6.2 Deployment Models

Model	Ownership & Access	Typical Use‑case
Public Cloud	Owned & operated by a third‑party provider; shared resources.	Small schools using Google Workspace.
Private Cloud	Dedicated infrastructure for a single organisation (on‑premise or hosted).	University data centre offering internal services.
Hybrid Cloud	Combination of public and private clouds, with data and applications moving between them.	Backup of on‑site servers to a public cloud storage service.

7. Data Transmission Media

7.1 Copper Cabling

• Unshielded Twisted Pair (UTP) – Cat 5e, Cat 6, Cat 6a. Supports 1 Gbps (Cat 5e) to 10 Gbps (Cat 6a) over ≤ 55 m for 10 Gbps.
• Coaxial Cable – Used for cable TV and some broadband (DOCSIS). Bandwidth up to 1 Gbps; attenuation ≈ 0.5 dB/100 m at 1 GHz.

7.2 Fibre‑Optic Transmission

Light pulses travel through a glass or plastic core, offering very high capacity and immunity to EMI.

• Principle: Laser diode or LED emits light; “light on” = binary 1, “light off” = binary 0.
• Key characteristics:
  • Bandwidth: up to several Tb/s on a single strand.
  • Attenuation: ≈ 0.2 dB/km for modern single‑mode fibre.
  • EMI immunity and high security – tapping is difficult and detectable.
• Types of fibre:
  • Single‑mode – core ≈ 9 µm; long‑distance (tens‑to‑hundreds of km) high‑speed links.
  • Multimode – core 50–62.5 µm; short‑reach (≤ 2 km) within buildings or data‑centres.
• Typical applications: Backbone networks, data‑centre interconnects, submarine cables, high‑definition video streaming.

7.3 Wireless Transmission

• Principle: Antenna converts electrical signals to RF/microwave radiation; a receiving antenna reconverts them to electrical form.
• Key characteristics:
  • Mobility – users can move within the coverage area.
  • Bandwidth varies with frequency band, modulation scheme and environment.
  • Susceptible to interference, attenuation, multipath fading.
  • Security – encryption (WPA3 for Wi‑Fi, LTE/5G encryption) is essential.
• Frequency bands (examples):
  • LF (30–300 kHz) – long range, very low data rates (e.g., RFID).
  • VHF (30–300 MHz) & UHF (300 MHz–3 GHz) – TV, FM radio, early mobile phones.
  • Microwave (3–30 GHz) – Wi‑Fi (2.4/5 GHz), radar, satellite links.
  • Millimetre‑wave (30–300 GHz) – 5G back‑haul, high‑capacity point‑to‑point links.
• Common wireless technologies (A‑Level focus):
  • Wi‑Fi – IEEE 802.11ac/ax (2.4 GHz & 5 GHz, up to 9.6 Gbps).
  • Bluetooth – short‑range, low‑power (up to 2 Mbps, BLE 5.0).
  • LTE/5G – cellular broadband (LTE up to 300 Mbps downlink, 5G > 1 Gbps).
  • Satellite – GEO or LEO constellations for remote broadband.

7.4 Satellite Links

• Geostationary (GEO) satellites at ≈ 36 000 km give coverage of a large region but introduce latency of 500 ms–1 s.
• Low‑Earth‑Orbit (LEO) constellations (e.g., Starlink) sit at 500–1 200 km, offering latency < 30 ms and bandwidth up to several hundred Mbps.
• Used where terrestrial cabling is impractical – rural schools, maritime communication.
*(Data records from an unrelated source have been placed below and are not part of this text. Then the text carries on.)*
impl Relay {
    pub fn new(deps: RelayDeps) -> Self {
        let bus = EventBus::new();
        let identity_rx = deps.session.subscribe();
        let (subscriptions, events_rx) = SubscriptionManager::new(deps.feed, bus.clone());
        let dispatcher = Arc::new(Dispatcher::new(deps.sink, bus.clone()));
        let router = InteractionRouter::new(deps.handler, bus.clone());

        Self {
            session: deps.session,
            theme: deps.theme,
            identity_rx,
            subscriptions,
            events_rx,
            dispatcher,
            router,
            prefs: deps.prefs,
            bus,
        }
    }

    pub fn bus(&self) -> &EventBus {
        &self.bus
    }

    pub fn theme(&self) -> Arc<ThemeProvider> {
        Arc::clone(&self.theme)
    }

    /// Start the relay loop in the background.
    pub fn spawn(self) -> RelayHandle {
        let (shutdown_tx, shutdown_rx) = oneshot::channel();
        let bus = self.bus.clone();
        let dispatcher = Arc::clone(&self.dispatcher);
        let theme = Arc::clone(&self.theme);
        let task = tokio::spawn(self.run(shutdown_rx));
        RelayHandle {
            shutdown: Some(shutdown_tx),
            task,
            bus,
            dispatcher,
            theme,
        }
    }

    async fn run(mut self, mut shutdown: oneshot::Receiver<()>) {
        info!(sink = self.dispatcher.sink_name(), "Relay started");
        if let Some(id) = self.session.current() {
            self.activate(id).await;
        }

        loop {
            tokio::select! {
                biased;
                _ = &mut shutdown => break,
                change = self.identity_rx.recv() => match change {
                    Ok(IdentityChange::BecamePresent(id)) => self.activate(id).await,
                    Ok(IdentityChange::BecameAbsent(previous)) => self.deactivate(&previous).await,
                    Err(broadcast::error::RecvError::Lagged(n)) => {
                        warn!("Missed {n} identity changes, resyncing");
                        self.resync().await;
                    }
                    Err(broadcast::error::RecvError::Closed) => break,
                },
                Some(tagged) = self.events_rx.recv() => self.handle_event(tagged).await,
            }
        }

        self.teardown();
    }

    async fn activate(&mut self, id: Identity) {
        if self.subscriptions.owner() == Some(&id) {
            return;
        }
        self.bus.send(RelayEvent::IdentityChanged {
            identity: Some(id.clone()),
        });

        let permission = self.dispatcher.request_permission().await;
        if permission.is_granted() {
            if let Some(listeners) = self.dispatcher.listeners() {
                self.router.attach(listeners);
            }
        } else {
            self.router.detach();
        }

        self.subscriptions.on_identity_changed(Some(id)).await;
    }

    async fn deactivate(&mut self, previous: &Identity) {
        debug!(user = %previous, "Signed out, tearing down subscriptions");
        self.subscriptions.on_identity_changed(None).await;
        self.router.detach();
        self.bus.send(RelayEvent::IdentityChanged { identity: None });
    }

    async fn resync(&mut self) {
        match self.session.current() {
            Some(id) => self.activate(id).await,
            None => {
                if let Some(previous) = self.subscriptions.owner().cloned() {
                    self.deactivate(&previous).await;
                }
            }
        }
    }

    async fn handle_event(&mut self, tagged: TaggedEvent) {
        if !self.subscriptions.is_current(&tagged) {
            trace!(generation = tagged.generation, "Dropping event from a closed subscription");
            return;
        }

        let ChangeEvent {
            resource_class,
            operation,
            payload,
        } = tagged.event;
        info!(resource = %resource_class, %operation, "Horoscope change received");

        if !self.prefs.allows(resource_class) {
            debug!(resource = %resource_class, "Notifications switched off for this class");
            self.bus.send(RelayEvent::EventIgnored {
                resource: resource_class,
                operation,
                reason: IgnoreReason::Disabled,
            });
            return;
        }

        match mapper::map(resource_class, operation, payload) {
            Some(intent) => {
                self.dispatcher.dispatch(&intent).await;
            }
            None => {
                debug!(resource = %resource_class, %operation, "No notification for this operation");
                self.bus.send(RelayEvent::EventIgnored {
                    resource: resource_class,
                    operation,
                    reason: IgnoreReason::Unmapped,
                });
            }
        }
    }

    fn teardown(&mut self) {
        let closed = self.subscriptions.close_all();
        let removed = self.router.detach();
        info!(closed, removed, "Relay stopped");
    }
}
7.5 Impact on Streaming & Latency

• Bit‑rate vs. video quality (typical values): 1080p ≈ 5 Mbps, 4K ≈ 25 Mbps, 8K ≈ 80 Mbps.
• Latency sources: propagation delay (≈ 5 µs/km in fibre, 3 µs/km in air), processing delay in routers/switches, and queuing delay.
• Real‑time applications (online gaming, video conferencing) require latency ≤ 30 ms; high‑bandwidth, low‑latency fibre is preferred.

8. Network Performance & Quality of Service (QoS)

Metric	Definition	Typical Units / Target
Throughput	Amount of data successfully transferred per unit time.	Mbps or Gbps; aim for ≥ 80 % of link capacity.
Latency	Time taken for a single packet to travel from source to destination.	Milliseconds; ≤ 5 ms for LAN, ≤ 30 ms for WAN gaming.
Jitter	Variation in packet delay – critical for voice/video.	≤ 30 ms for VoIP.
Packet loss	Percentage of packets that never reach the destination.	≤ 1 % for most applications; ≤ 0.1 % for video streaming.
QoS mechanisms	Prioritisation (DSCP, VLAN tagging), traffic shaping, policing.	Ensures latency‑sensitive traffic (VoIP, video) gets priority.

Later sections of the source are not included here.